PROBLEM DESCRIPTION:
The reply to the records below should contain exactly the lines from the line with "assert_eq!(haps.len(), 1);" through the line with "assert_eq!(haps[1].value.cutoff, Some(500.0));", and nothing besides.

DATA:

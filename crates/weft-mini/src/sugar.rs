//! String-friendly pattern construction.
//!
//! Anywhere a pattern is expected, a notation string, a number, or an
//! existing pattern will do: `IntoPattern` converts all three. The named
//! control constructors lift notation strings straight into voice
//! patterns (`sound("bd sd")`, `note("c e g")`, `lpf("1000 500")`).

use crate::evaluator;
use weft_core::{ctrl_f64, ctrl_value, note_of, silence, sound_of, Pattern, Value, VoiceData};

/// Conversion into a raw value pattern: strings parse as notation,
/// numbers lift to one event per cycle, patterns pass through.
pub trait IntoPattern {
    fn into_pattern(self) -> Pattern<Value>;
}

impl IntoPattern for Pattern<Value> {
    fn into_pattern(self) -> Pattern<Value> {
        self
    }
}

impl IntoPattern for &str {
    fn into_pattern(self) -> Pattern<Value> {
        match evaluator::pattern(self) {
            Ok(pattern) => pattern,
            Err(err) => {
                tracing::warn!(%err, source = self, "notation failed to parse, yielding silence");
                silence()
            }
        }
    }
}

impl IntoPattern for String {
    fn into_pattern(self) -> Pattern<Value> {
        self.as_str().into_pattern()
    }
}

impl IntoPattern for f64 {
    fn into_pattern(self) -> Pattern<Value> {
        weft_core::pure(Value::Number(self))
    }
}

impl IntoPattern for i64 {
    fn into_pattern(self) -> Pattern<Value> {
        weft_core::pure(Value::Number(self as f64))
    }
}

impl IntoPattern for Value {
    fn into_pattern(self) -> Pattern<Value> {
        weft_core::pure(self)
    }
}

/// A numeric pattern from anything patternable; non-numeric events are
/// dropped with a diagnostic.
pub fn num(p: impl IntoPattern) -> Pattern<f64> {
    p.into_pattern().numbers()
}

/// A boolean mask pattern: `t`/`f`, ones and zeroes, rests. Feeds
/// `struct_with` and `mask`.
pub fn bools(p: impl IntoPattern) -> Pattern<bool> {
    p.into_pattern().fmap(|v| v.is_truthy())
}

/// Sounds, with `name:index` support.
pub fn sound(p: impl IntoPattern) -> Pattern<VoiceData> {
    sound_of(p.into_pattern())
}

/// Short alias for `sound`.
pub fn s(p: impl IntoPattern) -> Pattern<VoiceData> {
    sound(p)
}

/// Notes, kept verbatim for the music-theory layer to interpret.
pub fn note(p: impl IntoPattern) -> Pattern<VoiceData> {
    note_of(p.into_pattern())
}

/// Sample/voice index numbers.
pub fn n(p: impl IntoPattern) -> Pattern<VoiceData> {
    ctrl_f64(num(p), |d, x| d.sound_index = Some(x.floor() as i64))
}

/// The raw value field, no reinterpretation.
pub fn value(p: impl IntoPattern) -> Pattern<VoiceData> {
    weft_core::value_of(p.into_pattern())
}

fn string_ctrl(
    p: impl IntoPattern,
    set: impl Fn(&mut VoiceData, String) + Send + Sync + 'static,
) -> Pattern<VoiceData> {
    ctrl_value(p.into_pattern(), move |d, v| set(d, v.to_string()))
}

macro_rules! f64_controls {
    ($($(#[$doc:meta])* $name:ident => $field:ident),* $(,)?) => {
        $(
            $(#[$doc])*
            pub fn $name(p: impl IntoPattern) -> Pattern<VoiceData> {
                ctrl_f64(num(p), |d, x| d.$field = Some(x))
            }
        )*
    };
}

f64_controls! {
    /// Oscillator frequency in hertz.
    freq => freq_hz,
    /// Stereo position, 0 left to 1 right.
    pan => pan,
    gain => gain,
    velocity => velocity,
    attack => attack,
    decay => decay,
    sustain => sustain,
    release => release,
    /// Low-pass cutoff; also records a declarative filter stage.
    lpf => cutoff,
    hpf => hcutoff,
    bpf => bandf,
    notchf => notchf,
    resonance => resonance,
    lpenv => lp_env,
    lpattack => lp_attack,
    lpdecay => lp_decay,
    lpsustain => lp_sustain,
    lprelease => lp_release,
    hpenv => hp_env,
    hpattack => hp_attack,
    hpdecay => hp_decay,
    hpsustain => hp_sustain,
    hprelease => hp_release,
    bpenv => bp_env,
    bpattack => bp_attack,
    bpdecay => bp_decay,
    bpsustain => bp_sustain,
    bprelease => bp_release,
    room => room,
    size => size,
    delay => delay,
    delaytime => delay_time,
    delayfeedback => delay_feedback,
    distort => distort,
    shape => shape,
    crush => crush,
    vib => vib,
    vibmod => vib_mod,
    duck => duck,
    duckattack => duck_attack,
    legato => legato,
    accelerate => accelerate,
}

pub fn orbit(p: impl IntoPattern) -> Pattern<VoiceData> {
    ctrl_f64(num(p), |d, x| d.orbit = Some(x.floor() as i64))
}

pub fn vowel(p: impl IntoPattern) -> Pattern<VoiceData> {
    string_ctrl(p, |d, v| d.vowel = Some(v))
}

pub fn scale(p: impl IntoPattern) -> Pattern<VoiceData> {
    string_ctrl(p, |d, v| d.scale = Some(v))
}

pub fn chord(p: impl IntoPattern) -> Pattern<VoiceData> {
    string_ctrl(p, |d, v| d.chord = Some(v))
}

pub fn voicing(p: impl IntoPattern) -> Pattern<VoiceData> {
    string_ctrl(p, |d, v| d.voicing = Some(v))
}

pub fn bank(p: impl IntoPattern) -> Pattern<VoiceData> {
    string_ctrl(p, |d, v| d.bank = Some(v))
}

/// Look a control constructor up by its notation-level name. The script
/// evaluator resolves method names through this table.
pub fn control_by_name(name: &str, p: Pattern<Value>) -> Option<Pattern<VoiceData>> {
    let ctrl = match name {
        "sound" | "s" => sound(p),
        "note" => note(p),
        "n" => n(p),
        "value" => value(p),
        "freq" => freq(p),
        "pan" => pan(p),
        "gain" => gain(p),
        "velocity" => velocity(p),
        "attack" => attack(p),
        "decay" => decay(p),
        "sustain" => sustain(p),
        "release" => release(p),
        "lpf" | "cutoff" => lpf(p),
        "hpf" => hpf(p),
        "bpf" => bpf(p),
        "notchf" => notchf(p),
        "resonance" => resonance(p),
        "lpenv" => lpenv(p),
        "lpattack" => lpattack(p),
        "lpdecay" => lpdecay(p),
        "lpsustain" => lpsustain(p),
        "lprelease" => lprelease(p),
        "hpenv" => hpenv(p),
        "hpattack" => hpattack(p),
        "hpdecay" => hpdecay(p),
        "hpsustain" => hpsustain(p),
        "hprelease" => hprelease(p),
        "bpenv" => bpenv(p),
        "bpattack" => bpattack(p),
        "bpdecay" => bpdecay(p),
        "bpsustain" => bpsustain(p),
        "bprelease" => bprelease(p),
        "room" => room(p),
        "size" => size(p),
        "delay" => delay(p),
        "delaytime" => delaytime(p),
        "delayfeedback" => delayfeedback(p),
        "distort" => distort(p),
        "shape" => shape(p),
        "crush" => crush(p),
        "vib" => vib(p),
        "vibmod" => vibmod(p),
        "duck" => duck(p),
        "duckattack" => duckattack(p),
        "orbit" => orbit(p),
        "vowel" => vowel(p),
        "scale" => scale(p),
        "chord" => chord(p),
        "voicing" => voicing(p),
        "bank" => bank(p),
        "legato" => legato(p),
        "accelerate" => accelerate(p),
        _ => return None,
    };
    Some(ctrl)
}

#[cfg(test)]
mod tests {
    use super::*;
    use weft_core::Fraction;

    #[test]
    fn strings_parse_into_patterns() {
        let p = "bd sd".into_pattern();
        assert_eq!(p.first_cycle().len(), 2);
    }

    #[test]
    fn bad_strings_become_silence() {
        let p = "bd [sd".into_pattern();
        assert!(p.first_cycle().is_empty());
    }

    #[test]
    fn numbers_lift_to_pure() {
        let p = 3.5.into_pattern();
        let haps = p.first_cycle();
        assert_eq!(haps.len(), 1);
        assert_eq!(haps[0].value, Value::Number(3.5));
    }

    #[test]
    fn sound_parses_indices() {
        let haps = sound("bd:2 sd").first_cycle();
        assert_eq!(haps[0].value.sound, Some("bd".into()));
        assert_eq!(haps[0].value.sound_index, Some(2));
        assert_eq!(haps[1].value.sound, Some("sd".into()));
        assert_eq!(haps[1].value.sound_index, None);
    }

    #[test]
    fn numeric_controls_read_strings() {
        let haps = lpf("1000 500").first_cycle();
        assert_eq!(haps.len(), 2);
        assert_eq!(haps[0].value.cutoff, Some(1000.0));
        assert_eq!(haps[1].value.cutoff, Some(500.0));
        assert_eq!(haps[1].part.begin, Fraction::new(1, 2));
    }

    #[test]
    fn value_reinterpretation() {
        // A bare value pattern re-read as velocities.
        let haps = velocity("0 1").first_cycle();
        assert_eq!(haps[0].value.velocity, Some(0.0));
        assert_eq!(haps[1].value.velocity, Some(1.0));
    }

    #[test]
    fn control_table_resolves() {
        assert!(control_by_name("delay", "0.5".into_pattern()).is_some());
        assert!(control_by_name("nosuch", "0.5".into_pattern()).is_none());
    }

    #[test]
    fn bool_masks_structure_a_pattern() {
        let p = sound("bd*4").struct_with(bools("t f t t"));
        assert_eq!(p.first_cycle().len(), 3);
    }
}
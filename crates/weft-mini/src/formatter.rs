//! Render an AST back to notation text.

use crate::ast::*;

/// Format an AST node as notation.
pub fn format(ast: &Ast) -> String {
    match ast {
        Ast::Atom(atom) => format_atom(atom),
        Ast::Group(group) => format_group(group),
        Ast::Element(element) => format_element(element),
    }
}

fn format_atom(atom: &AtomNode) -> String {
    match &atom.value {
        AtomValue::Number(n) => {
            if n.fract() == 0.0 {
                format!("{}", *n as i64)
            } else {
                format!("{}", n)
            }
        }
        AtomValue::String(s) => s.clone(),
        AtomValue::Silence => "~".to_string(),
    }
}

fn format_group(group: &GroupNode) -> String {
    let children: Vec<String> = group.children.iter().map(format).collect();

    match group.alignment {
        Alignment::Fastcat => children.join(" "),
        Alignment::Stack => children.join(", "),
        Alignment::Rand => children.join(" | "),
        Alignment::Feet => children.join(" . "),
        // Sequence children of <> and {} are groups already; their text
        // needs no extra brackets inside the delimiters.
        Alignment::Slowcat => format!("<{}>", children.join(", ")),
        Alignment::Polymeter => {
            let inner = children.join(", ");
            match &group.steps_per_cycle {
                Some(steps) => format!("{{{}}}%{}", inner, format(steps)),
                None => format!("{{{}}}", inner),
            }
        }
    }
}

fn format_element(element: &ElementNode) -> String {
    let mut out = String::new();

    match element.source.as_ref() {
        Ast::Group(group) => match group.alignment {
            Alignment::Polymeter | Alignment::Slowcat => out.push_str(&format_group(group)),
            _ => {
                out.push('[');
                out.push_str(&format_group(group));
                out.push(']');
            }
        },
        other => out.push_str(&format(other)),
    }

    for op in &element.ops {
        out.push_str(&format_op(op));
    }

    if element.reps > 1 {
        out.push_str(&format!("!{}", element.reps));
    }
    if element.weight != 1.0 {
        if element.weight.fract() == 0.0 {
            out.push_str(&format!("@{}", element.weight as i64));
        } else {
            out.push_str(&format!("@{}", element.weight));
        }
    }

    out
}

fn format_op(op: &StepOp) -> String {
    match op {
        StepOp::Fast(amount) => format!("*{}", format(amount)),
        StepOp::Slow(amount) => format!("/{}", format(amount)),
        StepOp::Euclid {
            pulse,
            step,
            rotation,
        } => match rotation {
            Some(rot) => format!("({},{},{})", format(pulse), format(step), format(rot)),
            None => format!("({},{})", format(pulse), format(step)),
        },
        StepOp::Degrade { amount, .. } => match amount {
            Some(a) => format!("?{}", a),
            None => "?".to_string(),
        },
        StepOp::Index(index) => format!(":{}", format(index)),
    }
}

#[cfg(test)]
mod tests {
    use super::*;
    use crate::parser::parse;

    // Formatting then reparsing must not change the meaning; spans and
    // random sites may differ, so compare the shape.
    fn roundtrip(input: &str) {
        let ast = parse(input).unwrap();
        let formatted = format(&ast);
        let ast2 = parse(&formatted).unwrap();
        assert_eq!(
            shape(&ast),
            shape(&ast2),
            "roundtrip changed '{input}' -> '{formatted}'"
        );
    }

    fn shape(ast: &Ast) -> String {
        match ast {
            Ast::Atom(a) => format!("A({:?})", a.value),
            Ast::Group(g) => format!(
                "G({:?},{},[{}])",
                g.alignment,
                g.steps_per_cycle
                    .as_ref()
                    .map(|s| shape(s))
                    .unwrap_or_default(),
                g.children.iter().map(shape).collect::<Vec<_>>().join(",")
            ),
            Ast::Element(e) => format!(
                "E({},{},{},ops={})",
                shape(&e.source),
                e.weight,
                e.reps,
                e.ops.len()
            ),
        }
    }

    #[test]
    fn atoms() {
        roundtrip("bd");
        roundtrip("42");
        roundtrip("3.25");
        roundtrip("~");
    }

    #[test]
    fn sequences() {
        roundtrip("bd sd cp hh");
        roundtrip("bd [sd cp]");
    }

    #[test]
    fn modifiers() {
        roundtrip("bd*2");
        roundtrip("cp/3");
        roundtrip("bd(3,8)");
        roundtrip("sd(5,16,2)");
        roundtrip("bd?");
        roundtrip("bd:3");
        roundtrip("a@3 b");
        roundtrip("a!2 b");
    }

    #[test]
    fn groupings() {
        roundtrip("bd, sd, cp");
        roundtrip("{bd sd, cp hh oh}");
        roundtrip("{a b c}%4");
        roundtrip("<bd sd cp>");
        roundtrip("a b . c d");
    }

    #[test]
    fn random_choice() {
        roundtrip("bd | sd | cp");
    }
}
//! Cycle-based pattern algebra for live coding.
//!
//! A pattern is a pure function from a time span to the events active in
//! it. This crate provides the exact-rational time model, the `Pattern`
//! abstraction, the combinator library (concatenation, stacking, time
//! transforms, structure operators, joins), deterministic seeded
//! randomness, continuous signals, and the voice-payload control layer.
//!
//! # Examples
//!
//! ```
//! use weft_core::{fastcat, pure, Value};
//!
//! let pattern = fastcat(vec![
//!     pure(Value::from("bd")),
//!     pure(Value::from("sd")),
//! ]);
//! let events = pattern.query_arc(0.0, 1.0);
//! assert_eq!(events.len(), 2);
//! ```
//!
//! Notation-string parsing lives in the companion `weft-mini` crate;
//! everything here works on already-built patterns.

pub mod combinators;
pub mod control;
pub mod error;
pub mod euclid;
pub mod fraction;
pub mod hap;
pub mod joins;
pub mod ops;
pub mod pattern;
pub mod random;
pub mod signal;
pub mod state;
pub mod structure;
pub mod timespan;
pub mod value;

pub use combinators::{
    arrange, cat, compress, fastcat, overlay, polymeter, polymeter_steps, polyrhythm, sequence,
    slowcat, stack, stack_by, stack_centre, stack_left, stack_right, timecat,
};
pub use control::{
    ctrl_f64, ctrl_value, note_of, sound_of, value_of, FilterDef, FilterEnv, FormantBand,
    VoiceData,
};
pub use error::{PatternError, Result};
pub use euclid::bjorklund;
pub use fraction::Fraction;
pub use hap::Hap;
pub use joins::{pickmod, pickmod_out};
pub use ops::{every, fast, iter, rev, slow, superimpose, zoom};
pub use pattern::{pure, signal, silence, steady, Pattern};
pub use random::{
    brand, choose, choose_cycles, choose_cycles_site, choose_with, rand, rand_cycle, wchoose,
    wchoose_cycles_site,
};
pub use signal::{isaw, saw, sine, square, tri};
pub use state::State;
pub use structure::boolean_steps;
pub use timespan::TimeSpan;
pub use value::Value;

FINISHED EXERCISE:
        assert_eq!(haps.len(), 1);
        assert_eq!(haps[0].value, Value::Number(3.5));
    }

    #[test]
    fn sound_parses_indices() {
        let haps = sound("bd:2 sd").first_cycle();
        assert_eq!(haps[0].value.sound, Some("bd".into()));
        assert_eq!(haps[0].value.sound_index, Some(2));
        assert_eq!(haps[1].value.sound, Some("sd".into()));
        assert_eq!(haps[1].value.sound_index, None);
    }

    #[test]
    fn numeric_controls_read_strings() {
        let haps = lpf("1000 500").first_cycle();
        assert_eq!(haps.len(), 2);
        assert_eq!(haps[0].value.cutoff, Some(1000.0));
        assert_eq!(haps[1].value.cutoff, Some(500.0));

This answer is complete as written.